M.B.: We are selective about what we do. It has to be the right thing. We are not going to license out outerwear or any apparel category, where we have very strong competency. But accessories, home and other categories, we would. We are not in home. We are looking into it.
We have eight or 10 categories under license. We go to someone like Capelli to do the accessories. They design the product, we approve it, and they ship it to our distribution channel. On the wholesale side, we buy it for our own d-to-c. We don’t want to be in the eyewear business, or the footwear business or in accessories, underwear or socks by ourselves. We’d rather worked with experts in those areas and let them sell the products to our d-to-c as well as selling mainly to the wholesale channels.
WWD: In July, you hired Sandip Grewal as chief financial/chief operating officer, a new role. Did you not have people in those positions before?
M.B.: We didn’t have a chief operating officer role. Since I am a strong operator, I had some of those functions reporting into me. At the end of the day, we want to continue to grow this business, and by having somebody who takes some of those responsibilities off my plate, I could focus more on the merchant side, building product and other areas of growth for the business, and help us get to the next level. Sandip has obviously grown a number of different businesses. He has been involved in tough retail times, as we are in today and as we were in 2008. He’s also done acquisitions. He has worked with financial sponsors, and we are owned by a financial sponsor. He’s the sort of person I needed to help us on that side of the business to get to the next level. It’s a fresh set of eyeballs. He’s got 30-plus years of experience.
WWD: Any chance of an acquisition?
M.B.: In my past life I ran a platform, Differential Brands, before we acquired Global Brands Group.

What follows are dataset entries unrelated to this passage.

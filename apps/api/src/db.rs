use anyhow::{Context, Result};
use sqlx::postgres::PgPoolOptions;
use sqlx::PgPool;
use tracing::info;

/// Creates a PostgreSQL connection pool and applies pending migrations.
pub async fn create_pool(database_url: &str) -> Result<PgPool> {
    info!("Connecting to PostgreSQL...");

    let pool = PgPoolOptions::new()
        .max_connections(10)
        .connect(database_url)
        .await?;

    info!("PostgreSQL connection pool established");

    sqlx::migrate!("./migrations")
        .run(&pool)
        .await
        .context("Failed to apply database migrations")?;

    info!("Database migrations applied");
    Ok(pool)
}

As long as True Religion is running on all cylinders and our investors have an appetite to potentially buy something, it makes sense where we could help add value and grow that business. But there is no focus today to do acquisitions. As we continue to execute our True Religion growth plans, we might consider that as an option.

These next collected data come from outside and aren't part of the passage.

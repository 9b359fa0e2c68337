use thiserror::Error;

use crate::types::ProviderRole;

#[derive(Debug, Error)]
pub enum ProviderError {
    #[error("configuration error: {0}")]
    Config(String),

    #[error("http error: {0}")]
    Http(#[from] reqwest::Error),

    #[error("serialization error: {0}")]
    Serde(#[from] serde_json::Error),

    #[error("provider returned invalid response: {0}")]
    InvalidResponse(String),

    #[error("provider API error: status={status}, body={body}")]
    Api { status: u16, body: String },
}

impl ProviderError {
    pub fn is_config(&self) -> bool {
        matches!(self, Self::Config(_))
    }
}

#[derive(Debug, Clone, Error, PartialEq, Eq)]
pub enum ResolveError {
    #[error("cannot resolve `{name}`: no {role} provider registered under that name")]
    Unregistered { role: ProviderRole, name: String },
}
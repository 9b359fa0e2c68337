use std::fmt::Display;

use mswyw_core::ConfigError;
use mswyw_providers::{ProviderError, ResolveError};
use thiserror::Error;

pub const EXIT_SUCCESS: u8 = 0;
pub const EXIT_CONFIGURATION: u8 = 2;
pub const EXIT_PROVIDER_RESOLUTION: u8 = 3;
pub const EXIT_PROVIDER_EXECUTION: u8 = 4;
pub const EXIT_BELOW_THRESHOLD: u8 = 10;

#[derive(Debug, Error)]
pub enum RunError {
    #[error("configuration error: {0}")]
    Configuration(String),

    #[error(transparent)]
    ProviderResolution(#[from] ResolveError),

    #[error("provider `{provider}` failed: {source}")]
    ProviderExecution {
        provider: String,
        #[source]
        source: ProviderError,
    },
}

impl RunError {
    /// Configuration error naming the reference that could not be used.
    pub fn reference(reference: &str, detail: impl Display) -> Self {
        Self::Configuration(format!("`{reference}`: {detail}"))
    }

    /// Configuration problems reported by a provider stay configuration
    /// errors; everything else a provider raises is an execution failure.
    pub fn from_provider(provider: &str, err: ProviderError) -> Self {
        match err {
            ProviderError::Config(msg) => Self::Configuration(format!("{provider}: {msg}")),
            source => Self::ProviderExecution {
                provider: provider.to_string(),
                source,
            },
        }
    }

    pub fn exit_code(&self) -> u8 {
        match self {
            Self::Configuration(_) => EXIT_CONFIGURATION,
            Self::ProviderResolution(_) => EXIT_PROVIDER_RESOLUTION,
            Self::ProviderExecution { .. } => EXIT_PROVIDER_EXECUTION,
        }
    }
}

impl From<ConfigError> for RunError {
    fn from(err: ConfigError) -> Self {
        Self::Configuration(err.to_string())
    }
}

#[cfg(test)]
mod tests {
    use super::*;
    use mswyw_providers::ProviderRole;

    #[test]
    fn each_failure_kind_has_its_own_exit_code() {
        let config = RunError::from(ConfigError::MissingCoefficient("epm"));
        let resolution = RunError::from(ResolveError::Unregistered {
            role: ProviderRole::RuntimeMetrics,
            name: "datadog".to_string(),
        });
        let execution = RunError::from_provider(
            "nrelic",
            ProviderError::Api {
                status: 503,
                body: "unavailable".to_string(),
            },
        );

        let codes = [
            config.exit_code(),
            resolution.exit_code(),
            execution.exit_code(),
            EXIT_BELOW_THRESHOLD,
            EXIT_SUCCESS,
        ];
        for (i, a) in codes.iter().enumerate() {
            for b in codes.iter().skip(i + 1) {
                assert_ne!(a, b);
            }
        }
        assert_eq!(config.to_string(), "configuration error: missing coefficient epm");
    }

    #[test]
    fn provider_config_errors_stay_configuration() {
        let err = RunError::from_provider(
            "elastic",
            ProviderError::Config("no target applications given: elastic.APPS is empty".to_string()),
        );
        assert_eq!(err.exit_code(), EXIT_CONFIGURATION);
        assert_eq!(
            err.to_string(),
            "configuration error: elastic: no target applications given: elastic.APPS is empty"
        );
    }
}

WWD: What denim brands do you admire most and why?
M.B.: Diesel invented the $100 jeans market in this country. It was phenomenal how they did and it taught me to have a lot of respect for Diesel. They have had their challenges over the years. But Levi’s is the king. Lee and Wrangler at a lower price point do a good job at the mass level and G-Star has done a great job globally, though it might not be as big in America, but globally it’s a very large business. G-Star has had some very good innovation in terms of their washes and fits. Fashion Nova makes everything. They make jeans. They make every category. They have done an amazing job in terms of fast fashion.
WWD: What’s your view on how retail is performing and the economy?

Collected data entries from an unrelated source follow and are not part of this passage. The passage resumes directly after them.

use std::fmt;

use chrono::{DateTime, Utc};
use mswyw_core::{ScoringWindow, DEFAULT_VALUE_FOR_MISSING_METRIC};
use mswyw_providers::{collect_metrics, ProviderRegistry};
use tracing::{debug, info};

use crate::error::RunError;
use crate::report::RunReport;
use crate::resolver::ParamResolver;
use crate::settings::RunSettings;

/// Checkpoints a run passes through, in order. A failure at any point
/// aborts the run; there is no way back to an earlier stage.
///
/// [`Runner::run`] ends at `Scored`; `Reported` is reached once
/// [`RunReport::emit`] has flushed the report.
#[derive(Debug, Clone, Copy, PartialEq, Eq, PartialOrd, Ord)]
pub enum RunStage {
    ConfigResolved,
    WindowComputed,
    MetricsFetched,
    OverridesResolved,
    Scored,
    Reported,
}

impl RunStage {
    pub fn reached(self) {
        info!(stage = %self, "run stage reached");
    }

    pub fn as_str(self) -> &'static str {
        match self {
            Self::ConfigResolved => "config-resolved",
            Self::WindowComputed => "window-computed",
            Self::MetricsFetched => "metrics-fetched",
            Self::OverridesResolved => "overrides-resolved",
            Self::Scored => "scored",
            Self::Reported => "reported",
        }
    }
}

impl fmt::Display for RunStage {
    fn fmt(&self, f: &mut fmt::Formatter<'_>) -> fmt::Result {
        f.write_str(self.as_str())
    }
}

pub struct Runner {
    registry: ProviderRegistry,
    resolver: ParamResolver,
}

impl Runner {
    pub fn new(registry: ProviderRegistry, resolver: ParamResolver) -> Self {
        Self { registry, resolver }
    }

    /// Runner with the built-in providers, using the settings' timeout.
    pub fn from_settings(settings: &RunSettings) -> Result<Self, RunError> {
        let provider_settings = settings.provider_settings();
        let registry = ProviderRegistry::with_builtins(&provider_settings)
            .map_err(|e| RunError::from_provider("registry", e))?;
        let resolver = ParamResolver::new(provider_settings.timeout)?;
        Ok(Self::new(registry, resolver))
    }

    pub fn registry(&self) -> &ProviderRegistry {
        &self.registry
    }

    /// One scoring run. The window closes `endMinutesAgo` before `now`.
    pub async fn run(
        &self,
        settings: &RunSettings,
        now: DateTime<Utc>,
    ) -> Result<RunReport, RunError> {
        let started_at = Utc::now();
        let cli_args = settings.cli_args();

        // Coefficients are validated before anything touches a provider.
        let coefficients = self
            .resolver
            .resolve_coefficients(&settings.coefficients)
            .await?;
        let provider_params = self
            .resolver
            .resolve_provider_params(&settings.provider_params, &cli_args, &self.registry)
            .await?;
        let interval = self
            .resolver
            .resolve_minutes(&settings.interval, "interval")
            .await?;
        let end_minutes_ago = self
            .resolver
            .resolve_minutes(&settings.end_minutes_ago, "endMinutesAgo")
            .await?;
        let min_result = self
            .resolver
            .resolve_float(&settings.min_result, "minResult")
            .await?;
        let formula = self.registry.formula(settings.calc_provider.trim())?;
        let runtime = self
            .resolver
            .resolve_runtime_provider(&settings.runtime_provider, &self.registry)
            .await?;
        RunStage::ConfigResolved.reached();
        debug!(
            runtime = runtime.name(),
            formula = formula.name(),
            params = provider_params.len(),
            "providers resolved"
        );

        let window = ScoringWindow::ending_at(now, interval, end_minutes_ago)?;
        info!(start = %window.start(), end = %window.end(), "sampling window");
        RunStage::WindowComputed.reached();

        let records = collect_metrics(runtime.as_ref(), &provider_params, &window)
            .await
            .map_err(|e| RunError::from_provider(runtime.name(), e))?;
        RunStage::MetricsFetched.reached();

        let overrides = self
            .resolver
            .resolve_overrides(&settings.overrides, &cli_args, &self.registry)
            .await?;
        debug!(overrides = overrides.len(), "overrides resolved");
        RunStage::OverridesResolved.reached();

        let score = formula.calc_mswyw(
            &records,
            &coefficients,
            &overrides,
            DEFAULT_VALUE_FOR_MISSING_METRIC,
        );
        let failed_performance = score.is_nan() || score < min_result;
        info!(score, min_result, failed_performance, "scored");
        RunStage::Scored.reached();

        let report = RunReport {
            arguments: cli_args,
            window,
            runtime_data: records,
            mswyw_score: score,
            min_result,
            failed_performance,
            started_at,
            finished_at: Utc::now(),
        };
        Ok(report)
    }
}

M.B.: The economy is tough. A lot of big-box guys are slowing down more so than others. The lower income consumer is more pinched by inflation on food and rents, which has not been offset by enough increases in wages. On the luxury side, the rich are still rich but they are 20 to 30 percent less rich if they’ve been investing in equities or quite honestly, any type of investment. Everything has got hit and will probably continue to get hit for a little bit. So the rich are just less rich. If they’ll have to buy fewer Chanel handbags, we’ll find out. People are just being cautious.
WWD: What is the origin of the name True Religion?
M.B.: It comes from the founder of the business, Jeff Lubell, and his philosophy that the only commonalty that everyone has in this world is that everyone wears jeans. It’s the only “true religion.” It’s the belief in denim.